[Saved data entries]

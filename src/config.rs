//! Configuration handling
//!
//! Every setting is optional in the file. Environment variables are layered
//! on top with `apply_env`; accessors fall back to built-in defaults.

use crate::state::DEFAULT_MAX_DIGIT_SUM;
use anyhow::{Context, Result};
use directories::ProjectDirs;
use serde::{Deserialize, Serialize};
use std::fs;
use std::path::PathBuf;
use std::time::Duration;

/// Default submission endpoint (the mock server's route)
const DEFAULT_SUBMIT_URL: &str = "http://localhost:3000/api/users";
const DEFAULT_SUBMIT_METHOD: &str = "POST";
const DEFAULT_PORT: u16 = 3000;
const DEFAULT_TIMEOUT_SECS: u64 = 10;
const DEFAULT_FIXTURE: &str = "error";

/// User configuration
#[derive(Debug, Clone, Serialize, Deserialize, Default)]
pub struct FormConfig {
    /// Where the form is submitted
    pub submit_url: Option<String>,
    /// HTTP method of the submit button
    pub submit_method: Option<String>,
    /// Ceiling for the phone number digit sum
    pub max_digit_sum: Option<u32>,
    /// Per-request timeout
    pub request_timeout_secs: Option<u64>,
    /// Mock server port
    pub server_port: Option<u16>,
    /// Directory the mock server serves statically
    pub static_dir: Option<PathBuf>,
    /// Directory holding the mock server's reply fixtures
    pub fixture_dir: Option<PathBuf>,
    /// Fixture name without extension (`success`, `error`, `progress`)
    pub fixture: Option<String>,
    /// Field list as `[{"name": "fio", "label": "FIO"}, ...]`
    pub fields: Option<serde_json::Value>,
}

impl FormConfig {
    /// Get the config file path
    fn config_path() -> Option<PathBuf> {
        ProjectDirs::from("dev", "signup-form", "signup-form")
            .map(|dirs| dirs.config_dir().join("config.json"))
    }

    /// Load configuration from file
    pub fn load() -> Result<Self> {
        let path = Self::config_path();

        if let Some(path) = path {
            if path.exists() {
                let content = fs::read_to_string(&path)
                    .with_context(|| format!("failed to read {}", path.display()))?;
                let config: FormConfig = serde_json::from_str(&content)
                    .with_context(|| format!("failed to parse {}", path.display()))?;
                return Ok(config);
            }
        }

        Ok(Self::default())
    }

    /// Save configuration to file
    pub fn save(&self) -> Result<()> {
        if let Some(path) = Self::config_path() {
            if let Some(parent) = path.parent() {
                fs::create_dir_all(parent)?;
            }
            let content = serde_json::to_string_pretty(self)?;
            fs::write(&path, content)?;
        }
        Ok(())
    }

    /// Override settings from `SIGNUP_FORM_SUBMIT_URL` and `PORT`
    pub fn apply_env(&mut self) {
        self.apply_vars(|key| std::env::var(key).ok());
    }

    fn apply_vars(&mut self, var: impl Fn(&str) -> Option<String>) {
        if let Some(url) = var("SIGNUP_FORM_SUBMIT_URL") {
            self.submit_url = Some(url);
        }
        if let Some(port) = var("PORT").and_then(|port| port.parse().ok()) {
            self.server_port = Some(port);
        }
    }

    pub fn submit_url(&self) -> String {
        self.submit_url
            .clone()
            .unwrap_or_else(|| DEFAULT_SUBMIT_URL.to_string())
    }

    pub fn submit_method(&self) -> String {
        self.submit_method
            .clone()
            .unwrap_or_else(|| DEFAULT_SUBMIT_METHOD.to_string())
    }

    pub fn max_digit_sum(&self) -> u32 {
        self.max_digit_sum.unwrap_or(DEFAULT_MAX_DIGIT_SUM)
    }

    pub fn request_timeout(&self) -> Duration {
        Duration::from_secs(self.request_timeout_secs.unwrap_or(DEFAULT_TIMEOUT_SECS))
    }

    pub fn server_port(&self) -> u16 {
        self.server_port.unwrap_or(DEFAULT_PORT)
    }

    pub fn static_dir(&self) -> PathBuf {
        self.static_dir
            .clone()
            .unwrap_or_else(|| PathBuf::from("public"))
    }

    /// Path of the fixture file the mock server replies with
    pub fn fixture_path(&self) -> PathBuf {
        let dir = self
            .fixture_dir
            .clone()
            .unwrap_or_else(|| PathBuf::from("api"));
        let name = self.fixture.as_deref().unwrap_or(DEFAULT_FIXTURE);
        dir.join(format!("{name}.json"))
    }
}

Description of the task - Nothing in the data may differ; print all of it exactly as written.

Exercise output -
filename src/config.rs
//! Configuration handling
//!
//! Every setting is optional in the file. Environment variables are layered
//! on top with `apply_env`; accessors fall back to built-in defaults.

use crate::state::DEFAULT_MAX_DIGIT_SUM;
use anyhow::{Context, Result};
use directories::ProjectDirs;
use serde::{Deserialize, Serialize};
use std::fs;
use std::path::PathBuf;
use std::time::Duration;

/// Default submission endpoint (the mock server's route)
const DEFAULT_SUBMIT_URL: &str = "http://localhost:3000/api/users";
const DEFAULT_SUBMIT_METHOD: &str = "POST";
const DEFAULT_PORT: u16 = 3000;
const DEFAULT_TIMEOUT_SECS: u64 = 10;
const DEFAULT_FIXTURE: &str = "error";

/// User configuration
#[derive(Debug, Clone, Serialize, Deserialize, Default)]
pub struct FormConfig {
    /// Where the form is submitted
    pub submit_url: Option<String>,
    /// HTTP method of the submit button
    pub submit_method: Option<String>,
    /// Ceiling for the phone number digit sum
    pub max_digit_sum: Option<u32>,
    /// Per-request timeout
    pub request_timeout_secs: Option<u64>,
    /// Mock server port
    pub server_port: Option<u16>,
    /// Directory the mock server serves statically
    pub static_dir: Option<PathBuf>,
    /// Directory holding the mock server's reply fixtures
    pub fixture_dir: Option<PathBuf>,
    /// Fixture name without extension (`success`, `error`, `progress`)
    pub fixture: Option<String>,
    /// Field list as `[{"name": "fio", "label": "FIO"}, ...]`
    pub fields: Option<serde_json::Value>,
}

impl FormConfig {
    /// Get the config file path
    fn config_path() -> Option<PathBuf> {
        ProjectDirs::from("dev", "signup-form", "signup-form")
            .map(|dirs| dirs.config_dir().join("config.json"))
    }

    /// Load configuration from file
    pub fn load() -> Result<Self> {
        let path = Self::config_path();

        if let Some(path) = path {
            if path.exists() {
                let content = fs::read_to_string(&path)
                    .with_context(|| format!("failed to read {}", path.display()))?;
                let config: FormConfig = serde_json::from_str(&content)
                    .with_context(|| format!("failed to parse {}", path.display()))?;
                return Ok(config);
            }
        }

        Ok(Self::default())
    }

    /// Save configuration to file
    pub fn save(&self) -> Result<()> {
        if let Some(path) = Self::config_path() {
            if let Some(parent) = path.parent() {
                fs::create_dir_all(parent)?;
            }
            let content = serde_json::to_string_pretty(self)?;
            fs::write(&path, content)?;
        }
        Ok(())
    }

    /// Override settings from `SIGNUP_FORM_SUBMIT_URL` and `PORT`
    pub fn apply_env(&mut self) {
        self.apply_vars(|key| std::env::var(key).ok());
    }

    fn apply_vars(&mut self, var: impl Fn(&str) -> Option<String>) {
        if let Some(url) = var("SIGNUP_FORM_SUBMIT_URL") {
            self.submit_url = Some(url);
        }
        if let Some(port) = var("PORT").and_then(|port| port.parse().ok()) {
            self.server_port = Some(port);
        }
    }

    pub fn submit_url(&self) -> String {
        self.submit_url
            .clone()
            .unwrap_or_else(|| DEFAULT_SUBMIT_URL.to_string())
    }

    pub fn submit_method(&self) -> String {
        self.submit_method
            .clone()
            .unwrap_or_else(|| DEFAULT_SUBMIT_METHOD.to_string())
    }

    pub fn max_digit_sum(&self) -> u32 {
        self.max_digit_sum.unwrap_or(DEFAULT_MAX_DIGIT_SUM)
    }

    pub fn request_timeout(&self) -> Duration {
        Duration::from_secs(self.request_timeout_secs.unwrap_or(DEFAULT_TIMEOUT_SECS))
    }

    pub fn server_port(&self) -> u16 {
        self.server_port.unwrap_or(DEFAULT_PORT)
    }

    pub fn static_dir(&self) -> PathBuf {
        self.static_dir
            .clone()
            .unwrap_or_else(|| PathBuf::from("public"))
    }

    /// Path of the fixture file the mock server replies with
    pub fn fixture_path(&self) -> PathBuf {
        let dir = self
            .fixture_dir
            .clone()
            .unwrap_or_else(|| PathBuf::from("api"));
        let name = self.fixture.as_deref().unwrap_or(DEFAULT_FIXTURE);
        dir.join(format!("{name}.json"))
    }
}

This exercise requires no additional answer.